Work instructions -> From the entries below, copy every line holding the word "directory".
(Records shown)
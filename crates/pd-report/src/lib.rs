//! Output artifacts for `PayDay` timesheets.
//!
//! # CSV layout
//!
//! ```text
//! Day,TimeBlocks,Location,Tasks/Details,Client(s),Hours
//! monday,"0900-1200, 1200-1700",...,7.5
//! TOTAL,,,,,7.5
//! # Compiled with PayDay <version>
//! ```
//!
//! Multi-block columns are joined with `", "`, so they are always quoted.
//! Hours use one decimal; the `TOTAL` row sums every row. The trailing
//! comment line is a fixed watermark.

use std::fmt::Write as _;
use std::fs;
use std::path::{Path, PathBuf};

use pd_core::{COLUMNS, Row, Timesheet};
use serde::Serialize;
use thiserror::Error;

/// Footer comment written after the `TOTAL` row.
pub const WATERMARK: &str = concat!("Compiled with PayDay ", env!("CARGO_PKG_VERSION"));

/// Default output file name, relative to the working directory.
pub const DEFAULT_OUTPUT: &str = "cpd.csv";

/// Errors writing an output artifact.
#[derive(Debug, Error)]
pub enum ReportError {
    /// The parent directory of the output could not be created.
    #[error("failed to create directory {}", path.display())]
    CreateDir {
        path: PathBuf,
        #[source]
        source: std::io::Error,
    },
    /// The output file could not be written.
    #[error("failed to write {}", path.display())]
    Write {
        path: PathBuf,
        #[source]
        source: std::io::Error,
    },
    /// The timesheet could not be serialized.
    #[error("failed to serialize timesheet: {0}")]
    Serialize(#[from] serde_json::Error),
}

/// Quotes a CSV field when it holds a delimiter, quote or line break.
fn csv_field(value: &str) -> String {
    if value.contains([',', '"', '\r', '\n']) {
        format!("\"{}\"", value.replace('"', "\"\""))
    } else {
        value.to_string()
    }
}

fn csv_line<S: AsRef<str>>(out: &mut String, cells: &[S]) {
    let line = cells
        .iter()
        .map(|c| csv_field(c.as_ref()))
        .collect::<Vec<_>>()
        .join(",");
    out.push_str(&line);
    out.push('\n');
}

/// Renders the complete CSV document for a timesheet.
pub fn render_csv(sheet: &Timesheet) -> String {
    let mut out = String::new();
    csv_line(&mut out, &COLUMNS);
    for row in &sheet.rows {
        csv_line(&mut out, &row.cells());
    }
    let total = format!("{:.1}", sheet.total_hours());
    csv_line(&mut out, &["TOTAL", "", "", "", "", total.as_str()]);
    // Infallible for String.
    let _ = writeln!(out, "# {WATERMARK}");
    out
}

#[derive(Serialize)]
struct JsonReport<'a> {
    rows: &'a [Row],
    total_hours: f64,
}

/// Renders the timesheet as pretty-printed JSON.
pub fn render_json(sheet: &Timesheet) -> Result<String, ReportError> {
    let report = JsonReport {
        rows: &sheet.rows,
        total_hours: sheet.total_hours(),
    };
    Ok(serde_json::to_string_pretty(&report)?)
}

/// Writes timesheets as CSV files.
#[derive(Debug, Clone)]
pub struct CsvWriter {
    path: PathBuf,
}

impl Default for CsvWriter {
    fn default() -> Self {
        Self::new(DEFAULT_OUTPUT)
    }
}

impl CsvWriter {
    pub fn new(path: impl Into<PathBuf>) -> Self {
        Self { path: path.into() }
    }

    pub fn path(&self) -> &Path {
        &self.path
    }

    /// Writes the CSV, creating parent directories as needed.
    ///
    /// Returns the path written.
    pub fn write(&self, sheet: &Timesheet) -> Result<PathBuf, ReportError> {
        if let Some(parent) = self.path.parent().filter(|p| !p.as_os_str().is_empty()) {
            fs::create_dir_all(parent).map_err(|source| ReportError::CreateDir {
                path: parent.to_path_buf(),
                source,
            })?;
        }
        fs::write(&self.path, render_csv(sheet)).map_err(|source| ReportError::Write {
            path: self.path.clone(),
            source,
        })?;
        tracing::info!(
            path = %self.path.display(),
            rows = sheet.len(),
            total_hours = sheet.total_hours(),
            "wrote timesheet"
        );
        Ok(self.path.clone())
    }
}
(End Records shown)
Answer to this exercise ->
/// Default output file name, relative to the working directory.
    /// The parent directory of the output could not be created.
    #[error("failed to create directory {}", path.display())]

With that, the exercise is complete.